» Material for this exercise
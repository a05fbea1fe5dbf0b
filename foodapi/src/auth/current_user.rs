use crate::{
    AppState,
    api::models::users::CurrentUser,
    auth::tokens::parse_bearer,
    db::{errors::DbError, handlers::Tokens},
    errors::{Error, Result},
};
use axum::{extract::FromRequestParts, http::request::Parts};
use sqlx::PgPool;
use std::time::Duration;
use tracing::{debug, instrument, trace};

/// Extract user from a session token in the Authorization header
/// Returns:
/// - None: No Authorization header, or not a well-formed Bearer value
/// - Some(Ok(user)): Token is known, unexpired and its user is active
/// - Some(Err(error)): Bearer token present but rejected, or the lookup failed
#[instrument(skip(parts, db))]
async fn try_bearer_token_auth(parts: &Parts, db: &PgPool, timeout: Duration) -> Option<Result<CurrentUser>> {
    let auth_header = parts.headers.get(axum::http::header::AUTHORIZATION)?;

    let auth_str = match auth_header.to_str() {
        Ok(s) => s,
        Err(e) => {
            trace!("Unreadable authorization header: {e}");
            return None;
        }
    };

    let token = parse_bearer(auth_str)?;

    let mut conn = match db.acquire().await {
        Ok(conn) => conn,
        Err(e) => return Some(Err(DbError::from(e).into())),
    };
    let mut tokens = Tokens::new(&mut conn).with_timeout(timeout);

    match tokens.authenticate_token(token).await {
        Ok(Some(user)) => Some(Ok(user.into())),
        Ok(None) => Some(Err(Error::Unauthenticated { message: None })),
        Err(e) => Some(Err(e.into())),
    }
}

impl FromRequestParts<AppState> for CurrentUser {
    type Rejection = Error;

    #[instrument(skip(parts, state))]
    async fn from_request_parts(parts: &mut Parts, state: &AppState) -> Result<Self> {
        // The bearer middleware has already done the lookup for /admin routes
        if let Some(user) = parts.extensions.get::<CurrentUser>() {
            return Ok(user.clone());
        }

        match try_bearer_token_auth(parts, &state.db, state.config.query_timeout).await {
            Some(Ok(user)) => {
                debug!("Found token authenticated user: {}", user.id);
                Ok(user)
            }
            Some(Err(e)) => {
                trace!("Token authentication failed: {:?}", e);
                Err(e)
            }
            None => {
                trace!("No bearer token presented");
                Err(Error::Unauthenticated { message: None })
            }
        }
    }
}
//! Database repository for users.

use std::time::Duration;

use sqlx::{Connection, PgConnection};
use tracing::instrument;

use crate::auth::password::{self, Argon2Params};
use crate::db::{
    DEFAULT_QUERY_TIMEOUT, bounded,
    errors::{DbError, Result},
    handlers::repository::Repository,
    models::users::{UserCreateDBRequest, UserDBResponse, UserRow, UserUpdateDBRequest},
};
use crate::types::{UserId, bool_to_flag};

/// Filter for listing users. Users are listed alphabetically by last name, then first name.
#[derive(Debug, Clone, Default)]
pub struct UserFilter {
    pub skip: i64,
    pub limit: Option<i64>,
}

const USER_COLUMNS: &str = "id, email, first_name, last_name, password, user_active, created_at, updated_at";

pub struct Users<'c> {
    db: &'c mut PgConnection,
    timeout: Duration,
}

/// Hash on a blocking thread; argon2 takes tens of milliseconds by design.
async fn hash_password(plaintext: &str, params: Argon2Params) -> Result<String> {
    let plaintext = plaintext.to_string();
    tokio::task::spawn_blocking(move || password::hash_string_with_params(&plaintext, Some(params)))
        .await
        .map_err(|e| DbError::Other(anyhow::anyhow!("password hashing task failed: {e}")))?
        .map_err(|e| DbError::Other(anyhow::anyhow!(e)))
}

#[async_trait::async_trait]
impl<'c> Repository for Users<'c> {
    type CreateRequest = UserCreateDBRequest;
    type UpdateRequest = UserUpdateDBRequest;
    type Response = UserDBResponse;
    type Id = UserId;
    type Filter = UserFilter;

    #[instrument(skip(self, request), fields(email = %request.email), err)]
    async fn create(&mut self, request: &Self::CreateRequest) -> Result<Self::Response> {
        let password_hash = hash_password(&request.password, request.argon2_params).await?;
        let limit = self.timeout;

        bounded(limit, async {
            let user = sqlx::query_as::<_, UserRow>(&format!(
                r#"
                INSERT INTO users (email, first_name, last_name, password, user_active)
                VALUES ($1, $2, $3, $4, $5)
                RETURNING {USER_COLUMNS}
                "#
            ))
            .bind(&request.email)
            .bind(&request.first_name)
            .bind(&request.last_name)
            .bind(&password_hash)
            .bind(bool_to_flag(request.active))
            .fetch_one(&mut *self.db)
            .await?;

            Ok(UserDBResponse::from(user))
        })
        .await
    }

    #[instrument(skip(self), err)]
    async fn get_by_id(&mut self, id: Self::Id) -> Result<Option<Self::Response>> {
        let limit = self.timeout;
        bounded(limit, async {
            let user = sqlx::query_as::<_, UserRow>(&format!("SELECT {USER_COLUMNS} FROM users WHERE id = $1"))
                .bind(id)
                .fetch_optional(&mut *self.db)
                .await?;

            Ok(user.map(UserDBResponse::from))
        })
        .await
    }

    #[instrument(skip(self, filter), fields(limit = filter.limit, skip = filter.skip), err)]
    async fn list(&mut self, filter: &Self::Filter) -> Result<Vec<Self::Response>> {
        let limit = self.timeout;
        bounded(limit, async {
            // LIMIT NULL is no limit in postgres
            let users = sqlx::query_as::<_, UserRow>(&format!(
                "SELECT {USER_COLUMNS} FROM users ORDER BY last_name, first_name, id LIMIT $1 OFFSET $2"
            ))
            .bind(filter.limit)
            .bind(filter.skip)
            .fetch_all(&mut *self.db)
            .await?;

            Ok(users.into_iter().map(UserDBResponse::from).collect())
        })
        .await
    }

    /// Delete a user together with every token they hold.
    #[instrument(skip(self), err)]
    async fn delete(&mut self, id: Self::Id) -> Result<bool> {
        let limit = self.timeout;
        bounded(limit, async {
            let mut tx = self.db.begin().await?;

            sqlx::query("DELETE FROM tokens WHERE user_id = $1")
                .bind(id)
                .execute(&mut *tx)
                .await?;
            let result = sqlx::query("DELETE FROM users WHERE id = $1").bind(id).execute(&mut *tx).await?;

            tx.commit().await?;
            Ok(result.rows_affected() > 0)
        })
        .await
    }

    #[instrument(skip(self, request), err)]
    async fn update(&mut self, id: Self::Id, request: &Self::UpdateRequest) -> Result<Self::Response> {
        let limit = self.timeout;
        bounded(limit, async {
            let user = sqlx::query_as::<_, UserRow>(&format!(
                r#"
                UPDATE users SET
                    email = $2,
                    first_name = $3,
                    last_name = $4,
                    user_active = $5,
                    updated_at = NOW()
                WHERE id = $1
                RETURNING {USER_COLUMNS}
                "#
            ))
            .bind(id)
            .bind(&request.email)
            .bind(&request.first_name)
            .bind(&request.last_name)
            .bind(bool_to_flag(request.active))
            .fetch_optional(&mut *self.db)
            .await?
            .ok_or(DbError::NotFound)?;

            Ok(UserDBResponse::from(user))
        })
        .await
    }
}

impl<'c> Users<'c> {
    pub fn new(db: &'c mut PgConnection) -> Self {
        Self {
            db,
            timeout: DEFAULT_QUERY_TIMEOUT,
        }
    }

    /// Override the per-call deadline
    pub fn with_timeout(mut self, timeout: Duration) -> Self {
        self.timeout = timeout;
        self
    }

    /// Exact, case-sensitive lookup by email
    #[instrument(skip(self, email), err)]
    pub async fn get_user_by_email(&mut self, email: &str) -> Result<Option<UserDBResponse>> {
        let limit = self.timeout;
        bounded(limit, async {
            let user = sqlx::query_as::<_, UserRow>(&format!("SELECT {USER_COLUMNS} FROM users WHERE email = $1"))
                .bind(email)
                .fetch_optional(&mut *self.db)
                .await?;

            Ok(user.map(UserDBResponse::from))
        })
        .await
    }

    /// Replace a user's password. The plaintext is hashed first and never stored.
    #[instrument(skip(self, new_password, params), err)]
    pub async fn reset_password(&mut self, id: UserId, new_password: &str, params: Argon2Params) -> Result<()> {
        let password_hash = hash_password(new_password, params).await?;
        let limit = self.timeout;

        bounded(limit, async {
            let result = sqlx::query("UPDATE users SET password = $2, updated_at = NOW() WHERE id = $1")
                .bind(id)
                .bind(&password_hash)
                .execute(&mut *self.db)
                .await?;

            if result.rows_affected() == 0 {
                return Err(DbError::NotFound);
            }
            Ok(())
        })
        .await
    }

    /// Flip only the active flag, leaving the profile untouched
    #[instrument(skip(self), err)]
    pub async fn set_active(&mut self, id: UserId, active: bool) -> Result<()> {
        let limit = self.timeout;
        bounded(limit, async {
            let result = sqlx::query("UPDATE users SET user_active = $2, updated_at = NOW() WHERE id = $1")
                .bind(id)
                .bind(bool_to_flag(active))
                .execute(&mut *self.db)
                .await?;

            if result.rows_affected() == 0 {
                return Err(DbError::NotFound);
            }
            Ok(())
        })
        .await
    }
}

» What this task involves
Where the material contains a line with "SELECT", return that line.

» Exercise output
            let user = sqlx::query_as::<_, UserRow>(&format!("SELECT {USER_COLUMNS} FROM users WHERE id = $1"))
                "SELECT {USER_COLUMNS} FROM users ORDER BY last_name, first_name, id LIMIT $1 OFFSET $2"
            let user = sqlx::query_as::<_, UserRow>(&format!("SELECT {USER_COLUMNS} FROM users WHERE email = $1"))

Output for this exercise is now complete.